Pobreza, rua e representação social
Segundo a OCDE, num estudo de 2019, em Portugal são precisos 125 anos para uma família sair da pobreza. Há uma imobilidade total, o que põe em casa os direitos e garantias da Constituição.
As últimas semanas têm sido pródigas em discussões sobre pobreza, modos de vida, sobrevivência e contestação.
O que vivemos agora é consequência de vários ajustes económicos a nível global – a crise do subprime e da troika, a pandemia de covid-19 e agora o conflito na Europa, para não ir mais longe – reforçada por políticas nacionais. Do que sabemos, o mundo ficou sempre mais desigual a seguir a cada uma dessas crises e consequentes medidas de austeridade.
Segundo o INE, somos um país com mais de dois milhões de pessoas em risco de pobreza (16,4%). Se descontarmos as transferências sociais o valor sobe para 43,3% (37% em 1994). Isso quer dizer que quase metade da população vive num certo limiar de fragilidade e, desenganem-se os populistas, ninguém gosta de estar nesse limbo.
Perante os números, pode dizer-se que Portugal é um país que mantém um contingente populacional estruturalmente em risco, com condições de vida precária ou perto de disso.
Neste panorama, a subida generalizada dos preços, foi o sismo que faltava para pôr em causa o frágil contrato social da sociedade portuguesa.
Diz-se que a inflação atinge as famílias de diferentes formas, mas o que significa isso?
Na nota intercalar do “Portugal, Balanço Social 2022”, da SBE Nova, podemos encontrar algumas dessas respostas. Vinte por cento dos indivíduos mais pobres têm uma despesa superior ao rendimento. Os produtos alimentares têm um peso de 19,2% na despesa das famílias mais pobres e de 11% nas mais ricas. Quanto às rendas, o peso no orçamento das famílias mais pobres é 6,9 vezes superior ao das famílias ricas. As despesas de saúde, gás e electricidade, gasolina/gasóleo e de transportes públicos é também superior nas famílias mais pobres.
Claramente, o perfil de despesa das famílias mais pobres centra-se nos consumos essenciais, e o que têm vivido essas famílias nos últimos tempos? Aumentos recordes nas rendas da habitação, subidas das taxas de juro e correspondente aumento na prestação do crédito à habitação, aumento dos preços dos combustíveis, aumentos nas comunicações, aumento do número de sem-abrigo, lisboetas a morrer em casas sobrelotadas e aumento do preço dos bens alimentares essenciais (segundo a DECO um cabaz de alimentos essenciais aumentou 24,52% de 2022 para 2023).

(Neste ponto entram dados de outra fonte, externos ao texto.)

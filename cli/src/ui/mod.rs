pub mod dashboard;
pub mod gauge;
pub mod utils;

use std::time::Instant;

use chrono::{DateTime, Local};
use powerdash_platform::SampleProvider;
use ratatui::Frame;

use crate::app::App;
use crate::data::Metrics;

use dashboard::{build_rows, draw_rows, DashboardView};

/// Draws the whole dashboard. Draws nothing until the first batch exists.
pub fn render<P: SampleProvider>(
    frame: &mut Frame,
    app: &App<P>,
    timestamp: DateTime<Local>,
    now: Instant,
) {
    let Some(snapshot) = app.state.snapshot() else {
        return;
    };

    let area = frame.area();
    let metrics = Metrics::derive(snapshot);
    let view = DashboardView {
        snapshot,
        metrics: &metrics,
        width: area.width,
        timestamp,
        next_update: app.scheduler.time_until_next(now),
        glyphs: app.glyphs,
    };

    let rows = build_rows(&view);
    draw_rows(&rows, area, frame.buffer_mut());
}
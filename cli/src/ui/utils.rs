use std::time::Duration;

use ratatui::style::{Color, Modifier, Style};

use crate::data::Band;

/// Color role of a piece of dashboard text.
#[derive(Debug, Clone, Copy, PartialEq, Eq)]
pub enum Tone {
    Title,
    Heading,
    Text,
    Good,
    Caution,
    Alert,
}

impl From<Band> for Tone {
    fn from(band: Band) -> Self {
        match band {
            Band::Nominal => Tone::Good,
            Band::Warning => Tone::Caution,
            Band::Critical => Tone::Alert,
        }
    }
}

impl Tone {
    pub fn style(self, bold: bool) -> Style {
        let style = match self {
            Tone::Title => Style::default().fg(Color::Cyan),
            Tone::Heading | Tone::Caution => Style::default().fg(Color::Yellow),
            Tone::Text => Style::default(),
            Tone::Good => Style::default().fg(Color::Green),
            Tone::Alert => Style::default().fg(Color::Red),
        };
        if bold {
            style.add_modifier(Modifier::BOLD)
        } else {
            style
        }
    }
}

/// Formats an estimate as `"{h}h {mm}m"` from whole minutes, or `-` when
/// there is nothing to show.
pub fn format_hours_minutes(duration: Option<Duration>) -> String {
    match duration {
        Some(duration) => {
            let minutes = duration.as_secs() / 60;
            format!("{}h {:02}m", minutes / 60, minutes % 60)
        }
        None => "-".to_string(),
    }
}

#[cfg(test)]
mod tests {
    use super::*;

    #[test]
    fn test_hours_and_padded_minutes() {
        assert_eq!(
            format_hours_minutes(Some(Duration::from_secs(5760))),
            "1h 36m"
        );
        assert_eq!(format_hours_minutes(Some(Duration::from_secs(300))), "0h 05m");
        assert_eq!(
            format_hours_minutes(Some(Duration::from_secs(26 * 3600))),
            "26h 00m"
        );
    }

    #[test]
    fn test_partial_minutes_truncate() {
        assert_eq!(format_hours_minutes(Some(Duration::from_secs(119))), "0h 01m");
        assert_eq!(format_hours_minutes(Some(Duration::ZERO)), "0h 00m");
    }

    #[test]
    fn test_undefined_estimate_is_dash() {
        assert_eq!(format_hours_minutes(None), "-");
    }

    #[test]
    fn test_bands_map_to_traffic_light() {
        assert_eq!(Tone::from(Band::Nominal).style(false).fg, Some(Color::Green));
        assert_eq!(Tone::from(Band::Warning).style(false).fg, Some(Color::Yellow));
        assert_eq!(Tone::from(Band::Critical).style(false).fg, Some(Color::Red));
    }

    #[test]
    fn test_bold_adds_modifier() {
        assert!(Tone::Title
            .style(true)
            .add_modifier
            .contains(Modifier::BOLD));
        assert!(!Tone::Text.style(false).add_modifier.contains(Modifier::BOLD));
    }
}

O que essas famílias não vivem, mas veem são os lucros recorde das empresas de energia, dos bancos, retalho, e até o Estado tem superavit.
Ou seja, há um testemunho colectivo de que a riqueza existe, está é mal distribuída.
Segundo a OCDE, num estudo de 2019, em Portugal são precisos 125 anos para uma família sair da pobreza. Há uma imobilidade total na sociedade portuguesa, o que põe em casa os direitos e garantias da Constituição da República Portuguesa.
Durante muitas décadas, o sistema político e as políticas públicas enfrentaram as questões da pobreza e população afectada com um olhar de vanguarda, paternalista, habituado que está a um situacionismo institucional. Os sinais de alarme dessa estrutura conservadora já são por mais evidentes: aumento da abstenção, anomia social, populismo, consanguinidade nos cargos públicos, desconfiança generalizada.
Depois, acrescente-se, há uma reacção defensiva ao aparecimento de novos actores. São logo apelidados de movimentos inorgânicos. Essa atribuição resulta fundamentalmente da distância entre quem pode intervir na esfera pública neste país e a realidade vivida. Quem está na base da pirâmide económica do país tem laços afectivos e redes de solidariedade desconhecidas do grande público, mas completamente orgânicas para os seus constituintes.
Por isso devemos ter renovada esperança quando surgem movimentos de base como o Vida Justa, disponíveis para vir a público – como no próximo dia 25 de Fevereiro, para refrescarem o jogo de actores que tece as decisões colectivas.
Não estamos habituados que a base da pirâmide venha a público, num país onde até a representação social é um privilégio. Esperemos que isso mude em breve.